According to Bazhanov, Tovstukha also studied the returns from elections to the Central Committee, to identify those who had not voted for Stalin. Delegates to party congresses were give a list of preferred candidates, but could cross out individual names and write in others, in a supposedly secret ballot. Tovstukha allegedly enlisted a graphologist to help him identify the handwriting of delegates who had made alterations. Bazhanov described Tovstukha as "a gloomy subject", who had a persistent cough and "only half a lung" (because of his tuberculosis) but in whom Stalin had "complete confidence".

At the beginning of the power struggle that followed Lenin's death in 1924, Tovstukha's appointment to the Lenin Institute gave him access to every available document about Lenin, including those that detailed his sharp differences pre-1917 with Leon Trotsky. Tovstukha's appointment "gave Stalin control over the Lenin Archive, providing him with an ideological and polemic tool of the first importance. Tovstukha learnt to know his way about the archive better than anyone. He was able to supply Stalin with material about Trotsky or any other enemy." Tovstukha was rumoured to be the author of an anonymous leaflet circulated in 1924 entitled Small Biography of a Great Man, which suggested that though Trotsky like to think of himself as an Old Bolshevik and a great man, he really should be called an Old Menshevik.

It was Tovstukha who falsified Stalin's date of birth, for reasons unknown. Throughout the Stalin years, and long afterwards, it was consistently written that he was born on 21 December 1879, when his birth certificate gives the actual date as 18 December (6 December in the Old Style) 1878.

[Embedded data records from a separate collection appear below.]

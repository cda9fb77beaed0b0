// Copyright 2025 RDC Contributors
// Licensed under the Apache License, Version 2.0

//! Capability interface over a hierarchical coordination store
//!
//! The replicated catalog consumes exactly this surface. Any service with
//! linearizable reads, atomic multi-op transactions and sequential nodes
//! can sit behind it.

use crate::ops::{CreateMode, MultiError, Stat, StoreOp};
use rdc_common::{NodeVersion, StoreError};

pub trait CoordinationStore: Send + Sync {
    /// Create a node. Returns the created path (differs from the requested
    /// path for sequential nodes).
    fn create(&self, path: &str, value: &str, mode: CreateMode) -> Result<String, StoreError>;

    /// Set a node's value, checking its version unless `ANY_VERSION`.
    fn set(&self, path: &str, value: &str, version: NodeVersion) -> Result<(), StoreError>;

    /// Read a node's value; `NoNode` if absent.
    fn get(&self, path: &str) -> Result<String, StoreError>;

    /// Read a node's value; `Ok(None)` if absent.
    fn try_get(&self, path: &str) -> Result<Option<String>, StoreError>;

    /// Read a node's value together with its stat, for version-checked
    /// read-modify-write cycles.
    fn get_with_stat(&self, path: &str) -> Result<(String, Stat), StoreError>;

    /// Fetch several nodes at once. A slot is `None` when that node could
    /// not be read, for whatever reason; callers decide whether to retry.
    fn try_get_many(&self, paths: &[String]) -> Vec<Option<String>>;

    /// List direct children together with the parent's stat.
    fn get_children(&self, path: &str) -> Result<(Vec<String>, Stat), StoreError>;

    fn exists(&self, path: &str) -> Result<bool, StoreError>;

    /// Remove a childless node. `Ok(false)` if it was already absent.
    fn try_remove(&self, path: &str) -> Result<bool, StoreError>;

    /// Remove a node and everything below it. Absence is not an error.
    fn try_remove_recursive(&self, path: &str) -> Result<(), StoreError>;

    /// Apply all operations atomically, or none of them.
    fn multi(&self, ops: &[StoreOp]) -> Result<(), MultiError>;

    /// Create every missing ancestor of `path` (but not `path` itself).
    fn create_ancestors(&self, path: &str) -> Result<(), StoreError>;
}
// Copyright 2025 RDC Contributors
// Licensed under the Apache License, Version 2.0

//! Coordination-store layer
//!
//! This module handles:
//! - The capability trait the replicated catalog consumes
//! - Operation and stat types for atomic multi-op transactions
//! - An in-process store used for tests and standalone mode

pub mod client;
pub mod memory;
pub mod ops;

pub use client::CoordinationStore;
pub use memory::MemoryStore;
pub use ops::{CreateMode, MultiError, Stat, StoreOp, ANY_VERSION};
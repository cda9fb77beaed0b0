// Copyright 2025 RDC Contributors
// Licensed under the Apache License, Version 2.0

//! In-process coordination store
//!
//! A linearizable implementation of [`CoordinationStore`] backed by a
//! single-mutex node tree. Used by every test and by standalone mode when
//! running without an external coordination service.

use crate::client::CoordinationStore;
use crate::ops::{CreateMode, MultiError, Stat, StoreOp};
use parking_lot::Mutex;
use rdc_common::{NodeVersion, StoreError};
use std::collections::{BTreeSet, HashMap};
use std::sync::Arc;

#[derive(Debug, Clone, Default)]
struct Node {
    value: String,
    version: NodeVersion,
    cversion: NodeVersion,
    children: BTreeSet<String>,
}

#[derive(Debug, Clone)]
struct Tree {
    nodes: HashMap<String, Node>,
}

impl Tree {
    fn new() -> Self {
        let mut nodes = HashMap::new();
        nodes.insert("/".to_string(), Node::default());
        Self { nodes }
    }

    fn parent_of(path: &str) -> &str {
        match path.rfind('/') {
            Some(0) => "/",
            Some(pos) => &path[..pos],
            None => "/",
        }
    }

    fn child_name(path: &str) -> &str {
        path.rsplit('/').next().unwrap_or(path)
    }

    fn validate_path(path: &str) -> Result<(), StoreError> {
        if !path.starts_with('/') || (path.len() > 1 && path.ends_with('/')) {
            return Err(StoreError::NoNode);
        }
        Ok(())
    }

    fn create(&mut self, path: &str, value: &str, mode: CreateMode) -> Result<String, StoreError> {
        Self::validate_path(path)?;
        let parent = Self::parent_of(path).to_string();
        if !self.nodes.contains_key(&parent) {
            return Err(StoreError::NoNode);
        }

        let real_path = match mode {
            CreateMode::Persistent => path.to_string(),
            CreateMode::EphemeralSequential => {
                // Sequential suffixes come from the parent's child-version,
                // which only ever grows, so numbers are never reused.
                let parent_node = self.nodes.get(&parent).expect("parent checked above");
                format!("{}{:010}", path, parent_node.cversion)
            }
        };

        if self.nodes.contains_key(&real_path) {
            return Err(StoreError::NodeExists);
        }

        let parent_node = self.nodes.get_mut(&parent).expect("parent checked above");
        parent_node.cversion += 1;
        parent_node
            .children
            .insert(Self::child_name(&real_path).to_string());

        self.nodes.insert(
            real_path.clone(),
            Node {
                value: value.to_string(),
                ..Node::default()
            },
        );
        Ok(real_path)
    }

    fn set(&mut self, path: &str, value: &str, version: NodeVersion) -> Result<(), StoreError> {
        let node = self.nodes.get_mut(path).ok_or(StoreError::NoNode)?;
        if version >= 0 && node.version != version {
            return Err(StoreError::BadVersion);
        }
        node.value = value.to_string();
        node.version += 1;
        Ok(())
    }

    fn remove(&mut self, path: &str, version: NodeVersion) -> Result<(), StoreError> {
        let node = self.nodes.get(path).ok_or(StoreError::NoNode)?;
        if version >= 0 && node.version != version {
            return Err(StoreError::BadVersion);
        }
        if !node.children.is_empty() {
            return Err(StoreError::NotEmpty);
        }
        self.nodes.remove(path);
        let parent = Self::parent_of(path).to_string();
        if let Some(parent_node) = self.nodes.get_mut(&parent) {
            parent_node.cversion += 1;
            parent_node.children.remove(Self::child_name(path));
        }
        Ok(())
    }

    fn apply(&mut self, op: &StoreOp) -> Result<(), StoreError> {
        match op {
            StoreOp::Create { path, value, mode } => self.create(path, value, *mode).map(|_| ()),
            StoreOp::Remove { path, version } => self.remove(path, *version),
            StoreOp::Set { path, value, version } => self.set(path, value, *version),
        }
    }
}

/// Shared handle to an in-process store. Cloning yields another handle to
/// the same tree, so several replicas in one process see one store.
#[derive(Clone)]
pub struct MemoryStore {
    tree: Arc<Mutex<Tree>>,
}

impl MemoryStore {
    pub fn new() -> Self {
        Self {
            tree: Arc::new(Mutex::new(Tree::new())),
        }
    }
}

impl Default for MemoryStore {
    fn default() -> Self {
        Self::new()
    }
}

impl CoordinationStore for MemoryStore {
    fn create(&self, path: &str, value: &str, mode: CreateMode) -> Result<String, StoreError> {
        self.tree.lock().create(path, value, mode)
    }

    fn set(&self, path: &str, value: &str, version: NodeVersion) -> Result<(), StoreError> {
        self.tree.lock().set(path, value, version)
    }

    fn get(&self, path: &str) -> Result<String, StoreError> {
        self.tree
            .lock()
            .nodes
            .get(path)
            .map(|node| node.value.clone())
            .ok_or(StoreError::NoNode)
    }

    fn try_get(&self, path: &str) -> Result<Option<String>, StoreError> {
        Ok(self.tree.lock().nodes.get(path).map(|node| node.value.clone()))
    }

    fn get_with_stat(&self, path: &str) -> Result<(String, Stat), StoreError> {
        let tree = self.tree.lock();
        let node = tree.nodes.get(path).ok_or(StoreError::NoNode)?;
        let stat = Stat {
            version: node.version,
            cversion: node.cversion,
            num_children: node.children.len(),
        };
        Ok((node.value.clone(), stat))
    }

    fn try_get_many(&self, paths: &[String]) -> Vec<Option<String>> {
        let tree = self.tree.lock();
        paths
            .iter()
            .map(|path| tree.nodes.get(path).map(|node| node.value.clone()))
            .collect()
    }

    fn get_children(&self, path: &str) -> Result<(Vec<String>, Stat), StoreError> {
        let tree = self.tree.lock();
        let node = tree.nodes.get(path).ok_or(StoreError::NoNode)?;
        let children: Vec<String> = node.children.iter().cloned().collect();
        let stat = Stat {
            version: node.version,
            cversion: node.cversion,
            num_children: children.len(),
        };
        Ok((children, stat))
    }

    fn exists(&self, path: &str) -> Result<bool, StoreError> {
        Ok(self.tree.lock().nodes.contains_key(path))
    }

    fn try_remove(&self, path: &str) -> Result<bool, StoreError> {
        let mut tree = self.tree.lock();
        match tree.remove(path, -1) {
            Ok(()) => Ok(true),
            Err(StoreError::NoNode) => Ok(false),
            Err(err) => Err(err),
        }
    }

    fn try_remove_recursive(&self, path: &str) -> Result<(), StoreError> {
        let mut tree = self.tree.lock();
        if !tree.nodes.contains_key(path) {
            return Ok(());
        }
        let prefix = format!("{}/", path);
        let doomed: Vec<String> = tree
            .nodes
            .keys()
            .filter(|key| *key == path || key.starts_with(&prefix))
            .cloned()
            .collect();
        for key in &doomed {
            tree.nodes.remove(key);
        }
        let parent = Tree::parent_of(path).to_string();
        if let Some(parent_node) = tree.nodes.get_mut(&parent) {
            parent_node.cversion += 1;
            parent_node.children.remove(Tree::child_name(path));
        }
        Ok(())
    }

    fn multi(&self, ops: &[StoreOp]) -> Result<(), MultiError> {
        let mut tree = self.tree.lock();
        // Run against a scratch copy; commit only a fully successful batch.
        let mut scratch = tree.clone();
        for (index, op) in ops.iter().enumerate() {
            if let Err(error) = scratch.apply(op) {
                return Err(MultiError {
                    failed_op: index,
                    error,
                });
            }
        }
        *tree = scratch;
        Ok(())
    }

    fn create_ancestors(&self, path: &str) -> Result<(), StoreError> {
        let mut tree = self.tree.lock();
        let mut prefix = String::new();
        let ancestors: Vec<&str> = path.trim_start_matches('/').split('/').collect();
        if ancestors.len() <= 1 {
            return Ok(());
        }
        for part in &ancestors[..ancestors.len() - 1] {
            prefix.push('/');
            prefix.push_str(part);
            match tree.create(&prefix, "", CreateMode::Persistent) {
                Ok(_) | Err(StoreError::NodeExists) => {}
                Err(err) => return Err(err),
            }
        }
        Ok(())
    }
}

#[cfg(test)]
mod tests {
    use super::*;

    fn store_with_root(root: &str) -> MemoryStore {
        let store = MemoryStore::new();
        store.create_ancestors(&format!("{}/x", root)).unwrap();
        store
    }

    #[test]
    fn test_create_and_get() {
        let store = MemoryStore::new();
        store.create("/db", "v", CreateMode::Persistent).unwrap();
        assert_eq!(store.get("/db").unwrap(), "v");
        assert!(store.exists("/db").unwrap());
        assert_eq!(store.try_get("/missing").unwrap(), None);
    }

    #[test]
    fn test_create_requires_parent() {
        let store = MemoryStore::new();
        let err = store.create("/a/b", "", CreateMode::Persistent).unwrap_err();
        assert_eq!(err, StoreError::NoNode);
    }

    #[test]
    fn test_duplicate_create_fails() {
        let store = MemoryStore::new();
        store.create("/db", "", CreateMode::Persistent).unwrap();
        let err = store.create("/db", "", CreateMode::Persistent).unwrap_err();
        assert_eq!(err, StoreError::NodeExists);
    }

    #[test]
    fn test_sequential_nodes_increase() {
        let store = store_with_root("/db");
        let first = store
            .create("/db/cnt-", "", CreateMode::EphemeralSequential)
            .unwrap();
        let second = store
            .create("/db/cnt-", "", CreateMode::EphemeralSequential)
            .unwrap();
        assert_eq!(first, "/db/cnt-0000000000");
        assert_eq!(second, "/db/cnt-0000000001");
        // Removal bumps the child-version, so numbers are never reused.
        assert!(store.try_remove(&second).unwrap());
        let third = store
            .create("/db/cnt-", "", CreateMode::EphemeralSequential)
            .unwrap();
        assert_eq!(third, "/db/cnt-0000000003");
    }

    #[test]
    fn test_set_version_check() {
        let store = MemoryStore::new();
        store.create("/db", "a", CreateMode::Persistent).unwrap();
        store.set("/db", "b", 0).unwrap();
        let err = store.set("/db", "c", 0).unwrap_err();
        assert_eq!(err, StoreError::BadVersion);
        store.set("/db", "c", -1).unwrap();
        assert_eq!(store.get("/db").unwrap(), "c");
    }

    #[test]
    fn test_cversion_tracks_child_changes() {
        let store = MemoryStore::new();
        store.create("/db", "", CreateMode::Persistent).unwrap();
        let (_, before) = store.get_children("/db").unwrap();
        store.create("/db/a", "", CreateMode::Persistent).unwrap();
        let (children, after) = store.get_children("/db").unwrap();
        assert_eq!(children, vec!["a".to_string()]);
        assert!(after.cversion > before.cversion);
    }

    #[test]
    fn test_multi_is_atomic() {
        let store = MemoryStore::new();
        store.create("/db", "", CreateMode::Persistent).unwrap();
        let ops = vec![
            StoreOp::create("/db/a", "1"),
            StoreOp::create("/db/a", "dup"),
        ];
        let err = store.multi(&ops).unwrap_err();
        assert_eq!(err.failed_op, 1);
        assert_eq!(err.error, StoreError::NodeExists);
        // First op must have been rolled back.
        assert!(!store.exists("/db/a").unwrap());
    }

    #[test]
    fn test_multi_applies_all() {
        let store = MemoryStore::new();
        store.create("/db", "", CreateMode::Persistent).unwrap();
        store.create("/db/old", "x", CreateMode::Persistent).unwrap();
        let ops = vec![
            StoreOp::remove("/db/old"),
            StoreOp::create("/db/new", "y"),
        ];
        store.multi(&ops).unwrap();
        assert!(!store.exists("/db/old").unwrap());
        assert_eq!(store.get("/db/new").unwrap(), "y");
    }

    #[test]
    fn test_remove_rejects_non_empty() {
        let store = MemoryStore::new();
        store.create("/db", "", CreateMode::Persistent).unwrap();
        store.create("/db/a", "", CreateMode::Persistent).unwrap();
        let err = store.try_remove("/db").unwrap_err();
        assert_eq!(err, StoreError::NotEmpty);
        store.try_remove_recursive("/db").unwrap();
        assert!(!store.exists("/db").unwrap());
        assert!(!store.exists("/db/a").unwrap());
    }

    #[test]
    fn test_try_get_many() {
        let store = MemoryStore::new();
        store.create("/db", "", CreateMode::Persistent).unwrap();
        store.create("/db/a", "1", CreateMode::Persistent).unwrap();
        let fetched = store.try_get_many(&["/db/a".to_string(), "/db/b".to_string()]);
        assert_eq!(fetched, vec![Some("1".to_string()), None]);
    }

    #[test]
    fn test_concurrent_creates_have_one_winner() {
        let store = MemoryStore::new();
        store.create("/db", "", CreateMode::Persistent).unwrap();
        let mut handles = Vec::new();
        for i in 0..8 {
            let store = store.clone();
            handles.push(std::thread::spawn(move || {
                store.create("/db/slot", &format!("writer-{}", i), CreateMode::Persistent)
            }));
        }
        let results: Vec<_> = handles.into_iter().map(|h| h.join().unwrap()).collect();
        let winners = results.iter().filter(|r| r.is_ok()).count();
        assert_eq!(winners, 1);
        assert_eq!(
            results
                .iter()
                .filter(|r| matches!(r, Err(StoreError::NodeExists)))
                .count(),
            7
        );
    }
}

An indication of the importance Stalin attached to Tovstukha's work is that he secretly wrote to the publishers, instructing that Tovstukha was to receive royalties, warning that if Tovstukha were to say he did not need to be paid "he's lying: he's desperately short of money." But he eventually clashed with Stalin, who sacked or transferred members of Tovstukha's department without consulting him while he was away. Tovstukha submitted a written protest, on which Stalin scribbled: "Ha, ha, ha. Here's a real bantam." In 1930, he was replaced as Stalin's chief aide by Alexander Poskrebyshev.

In 1930–31, Tovstukha was deputy director of the Lenin Institute, a member of editorial board of the journal "Proletarian Revolution". From 1931, he was deputy director, then Head of Archives of the Marx–Engels–Lenin Institute. In February 1934, he was elected a candidate member of the Central Committee. He worked on assembling and editing the collected works of Lenin.

== Death ==
Tovstukha died of tuberculosis on August 9, 1935, in Moscow. His ossuary was buried in the Kremlin Wall.